● WORK ITEM
All lines of the listing below are to be printed again exactly.

● RECORDS FOR THE TASK
###

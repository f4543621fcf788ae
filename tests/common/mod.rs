#![allow(dead_code, reason = "shared across test binaries")]

use httpmock::MockServer;
use renegade_external_match_client::types::{ExternalOrder, OrderSide, U256};
use renegade_external_match_client::{Client, ClientConfig};
use secrecy::SecretString;
use tracing_subscriber::EnvFilter;
use url::Url;

pub const API_KEY: &str = "test-api-key";
pub const API_SECRET: &str = "cmVuZWdhZGUtdGVzdC1zZWNyZXQta2V5LTMyYnl0ZXM=";

/// Larger than both 2^53 and u64::MAX.
pub const BIG_QUOTE_AMOUNT: &str = "98765432109876543210987654321";

pub const SCENARIO_ORDER_BODY: &str = r#"{"external_order":{"quote_mint":"0xA","base_mint":"0xB","side":"Buy","base_amount":0,"quote_amount":20000000,"exact_base_output":0,"exact_quote_output":0,"min_fill_size":0}}"#;

/// Routes client logs to the test harness; set `RUST_LOG` to see them.
pub fn init_tracing() {
    let _ = tracing_subscriber::fmt()
        .with_env_filter(EnvFilter::from_default_env())
        .with_test_writer()
        .try_init();
}

pub fn client(server: &MockServer) -> Client {
    init_tracing();
    let host = Url::parse(&server.base_url()).expect("mock server url");
    let config = ClientConfig::new(host, API_KEY.to_owned(), SecretString::from(API_SECRET));
    Client::new(config).expect("client")
}

pub fn order() -> ExternalOrder {
    ExternalOrder::builder()
        .quote_mint("0xA")
        .base_mint("0xB")
        .side(OrderSide::Buy)
        .quote_amount(U256::from(20_000_000))
        .build()
}

pub fn quote_json() -> String {
    format!(
        r#"{{
            "quote": {{
                "order": {{
                    "quote_mint": "0xA",
                    "base_mint": "0xB",
                    "side": "Buy",
                    "base_amount": 0,
                    "quote_amount": 20000000,
                    "exact_base_output": 0,
                    "exact_quote_output": 0,
                    "min_fill_size": 0
                }},
                "match_result": {{
                    "quote_mint": "0xA",
                    "base_mint": "0xB",
                    "quote_amount": {BIG_QUOTE_AMOUNT},
                    "base_amount": 1000000000000000000,
                    "direction": "Buy"
                }},
                "fees": {{ "relayer_fee": 1000, "protocol_fee": 250 }},
                "send": {{ "mint": "0xA", "amount": {BIG_QUOTE_AMOUNT} }},
                "receive": {{ "mint": "0xB", "amount": 999999999999998750 }},
                "price": {{ "price": "0.0000000098765432", "timestamp": 1700000000000 }},
                "timestamp": 1700000000500
            }},
            "signature": "c2VydmVyLXNpZ25hdHVyZQ"
        }}"#
    )
}

pub fn quote_response_json() -> String {
    format!(
        r#"{{
            "signed_quote": {},
            "gas_sponsorship_info": {{
                "gas_sponsorship_info": {{
                    "refund_amount": 5000000000000000,
                    "refund_native_eth": true,
                    "refund_address": null
                }},
                "signature": "Z2FzLXNpZ25hdHVyZQ"
            }}
        }}"#,
        quote_json()
    )
}

pub fn match_response_json() -> String {
    format!(
        r#"{{
            "match_bundle": {{
                "match_result": {{
                    "quote_mint": "0xA",
                    "base_mint": "0xB",
                    "quote_amount": {BIG_QUOTE_AMOUNT},
                    "base_amount": 1000000000000000000,
                    "direction": "Buy"
                }},
                "fees": {{ "relayer_fee": 1000, "protocol_fee": 250 }},
                "receive": {{ "mint": "0xB", "amount": 999999999999998750 }},
                "send": {{ "mint": "0xA", "amount": {BIG_QUOTE_AMOUNT} }},
                "settlement_tx": {{
                    "to": "0x000000000000000000000000000000000000dead",
                    "data": "0xc0ffee",
                    "value": "0x0"
                }}
            }},
            "gas_sponsored": false
        }}"#
    )
}
use std::str::FromStr as _;

use alloy::primitives::U256;
use serde::de::{Error as _, Unexpected};
use serde::ser::Error as _;
use serde::{Deserialize as _, Deserializer, Serialize as _, Serializer};
use serde_json::{Number, Value};
use serde_with::{DeserializeAs, SerializeAs};

/// Carries a [`U256`] as a bare JSON integer literal.
///
/// Reads integer literals of any width, and for leniency decimal or `0x` strings.
/// Use with `#[serde_as(as = "IntegerLiteral")]`.
#[non_exhaustive]
#[derive(Clone, Copy, Debug)]
pub struct IntegerLiteral;

impl SerializeAs<U256> for IntegerLiteral {
    fn serialize_as<S: Serializer>(source: &U256, serializer: S) -> Result<S::Ok, S::Error> {
        let number = Number::from_str(&source.to_string()).map_err(S::Error::custom)?;
        number.serialize(serializer)
    }
}

impl<'de> DeserializeAs<'de, U256> for IntegerLiteral {
    fn deserialize_as<D: Deserializer<'de>>(deserializer: D) -> Result<U256, D::Error> {
        match Value::deserialize(deserializer)? {
            Value::Number(number) => {
                let literal = number.to_string();
                U256::from_str_radix(&literal, 10)
                    .or_else(|e| match number.as_f64() {
                        // Round integers past u64 read back out of a `Value` arrive as exact
                        // floats in shortest exponent form.
                        Some(float) if literal == format!("{float:e}") => {
                            U256::from_str_radix(&float.to_string(), 10)
                        }
                        _ => Err(e),
                    })
                    .map_err(|_e| {
                        D::Error::invalid_value(Unexpected::Other(&literal), &"an unsigned integer")
                    })
            }
            Value::String(text) => U256::from_str(text.trim()).map_err(|_e| {
                D::Error::invalid_value(Unexpected::Str(&text), &"an unsigned integer string")
            }),
            other => Err(D::Error::invalid_type(
                unexpected(&other),
                &"an unsigned integer",
            )),
        }
    }
}

fn unexpected(value: &Value) -> Unexpected<'_> {
    match value {
        Value::Null => Unexpected::Unit,
        Value::Bool(b) => Unexpected::Bool(*b),
        Value::Array(_) => Unexpected::Seq,
        Value::Object(_) => Unexpected::Map,
        Value::Number(_) | Value::String(_) => Unexpected::Other("literal"),
    }
}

###

● SOLUTION BELOW
repository f4543621fcf788ae
filename tests/common/mod.rs
#![allow(dead_code, reason = "shared across test binaries")]

use httpmock::MockServer;
use renegade_external_match_client::types::{ExternalOrder, OrderSide, U256};
use renegade_external_match_client::{Client, ClientConfig};
use secrecy::SecretString;
use tracing_subscriber::EnvFilter;
use url::Url;

pub const API_KEY: &str = "test-api-key";
pub const API_SECRET: &str = "cmVuZWdhZGUtdGVzdC1zZWNyZXQta2V5LTMyYnl0ZXM=";

/// Larger than both 2^53 and u64::MAX.
pub const BIG_QUOTE_AMOUNT: &str = "98765432109876543210987654321";

pub const SCENARIO_ORDER_BODY: &str = r#"{"external_order":{"quote_mint":"0xA","base_mint":"0xB","side":"Buy","base_amount":0,"quote_amount":20000000,"exact_base_output":0,"exact_quote_output":0,"min_fill_size":0}}"#;

/// Routes client logs to the test harness; set `RUST_LOG` to see them.
pub fn init_tracing() {
    let _ = tracing_subscriber::fmt()
        .with_env_filter(EnvFilter::from_default_env())
        .with_test_writer()
        .try_init();
}

pub fn client(server: &MockServer) -> Client {
    init_tracing();
    let host = Url::parse(&server.base_url()).expect("mock server url");
    let config = ClientConfig::new(host, API_KEY.to_owned(), SecretString::from(API_SECRET));
    Client::new(config).expect("client")
}

pub fn order() -> ExternalOrder {
    ExternalOrder::builder()
        .quote_mint("0xA")
        .base_mint("0xB")
        .side(OrderSide::Buy)
        .quote_amount(U256::from(20_000_000))
        .build()
}

pub fn quote_json() -> String {
    format!(
        r#"{{
            "quote": {{
                "order": {{
                    "quote_mint": "0xA",
                    "base_mint": "0xB",
                    "side": "Buy",
                    "base_amount": 0,
                    "quote_amount": 20000000,
                    "exact_base_output": 0,
                    "exact_quote_output": 0,
                    "min_fill_size": 0
                }},
                "match_result": {{
                    "quote_mint": "0xA",
                    "base_mint": "0xB",
                    "quote_amount": {BIG_QUOTE_AMOUNT},
                    "base_amount": 1000000000000000000,
                    "direction": "Buy"
                }},
                "fees": {{ "relayer_fee": 1000, "protocol_fee": 250 }},
                "send": {{ "mint": "0xA", "amount": {BIG_QUOTE_AMOUNT} }},
                "receive": {{ "mint": "0xB", "amount": 999999999999998750 }},
                "price": {{ "price": "0.0000000098765432", "timestamp": 1700000000000 }},
                "timestamp": 1700000000500
            }},
            "signature": "c2VydmVyLXNpZ25hdHVyZQ"
        }}"#
    )
}

pub fn quote_response_json() -> String {
    format!(
        r#"{{
            "signed_quote": {},
            "gas_sponsorship_info": {{
                "gas_sponsorship_info": {{
                    "refund_amount": 5000000000000000,
                    "refund_native_eth": true,
                    "refund_address": null
                }},
                "signature": "Z2FzLXNpZ25hdHVyZQ"
            }}
        }}"#,
        quote_json()
    )
}

pub fn match_response_json() -> String {
    format!(
        r#"{{
            "match_bundle": {{
                "match_result": {{
                    "quote_mint": "0xA",
                    "base_mint": "0xB",
                    "quote_amount": {BIG_QUOTE_AMOUNT},
                    "base_amount": 1000000000000000000,
                    "direction": "Buy"
                }},
                "fees": {{ "relayer_fee": 1000, "protocol_fee": 250 }},
                "receive": {{ "mint": "0xB", "amount": 999999999999998750 }},
                "send": {{ "mint": "0xA", "amount": {BIG_QUOTE_AMOUNT} }},
                "settlement_tx": {{
                    "to": "0x000000000000000000000000000000000000dead",
                    "data": "0xc0ffee",
                    "value": "0x0"
                }}
            }},
            "gas_sponsored": false
        }}"#
    )
}
use std::str::FromStr as _;

use alloy::primitives::U256;
use serde::de::{Error as _, Unexpected};
use serde::ser::Error as _;
use serde::{Deserialize as _, Deserializer, Serialize as _, Serializer};
use serde_json::{Number, Value};
use serde_with::{DeserializeAs, SerializeAs};

/// Carries a [`U256`] as a bare JSON integer literal.
///
/// Reads integer literals of any width, and for leniency decimal or `0x` strings.
/// Use with `#[serde_as(as = "IntegerLiteral")]`.
#[non_exhaustive]
#[derive(Clone, Copy, Debug)]
pub struct IntegerLiteral;

impl SerializeAs<U256> for IntegerLiteral {
    fn serialize_as<S: Serializer>(source: &U256, serializer: S) -> Result<S::Ok, S::Error> {
        let number = Number::from_str(&source.to_string()).map_err(S::Error::custom)?;
        number.serialize(serializer)
    }
}

impl<'de> DeserializeAs<'de, U256> for IntegerLiteral {
    fn deserialize_as<D: Deserializer<'de>>(deserializer: D) -> Result<U256, D::Error> {
        match Value::deserialize(deserializer)? {
            Value::Number(number) => {
                let literal = number.to_string();
                U256::from_str_radix(&literal, 10)
                    .or_else(|e| match number.as_f64() {
                        // Round integers past u64 read back out of a `Value` arrive as exact
                        // floats in shortest exponent form.
                        Some(float) if literal == format!("{float:e}") => {
                            U256::from_str_radix(&float.to_string(), 10)
                        }
                        _ => Err(e),
                    })
                    .map_err(|_e| {
                        D::Error::invalid_value(Unexpected::Other(&literal), &"an unsigned integer")
                    })
            }
            Value::String(text) => U256::from_str(text.trim()).map_err(|_e| {
                D::Error::invalid_value(Unexpected::Str(&text), &"an unsigned integer string")
            }),
            other => Err(D::Error::invalid_type(
                unexpected(&other),
                &"an unsigned integer",
            )),
        }
    }
}

fn unexpected(value: &Value) -> Unexpected<'_> {
    match value {
        Value::Null => Unexpected::Unit,
        Value::Bool(b) => Unexpected::Bool(*b),
        Value::Array(_) => Unexpected::Seq,
        Value::Object(_) => Unexpected::Map,
        Value::Number(_) | Value::String(_) => Unexpected::Other("literal"),
    }
}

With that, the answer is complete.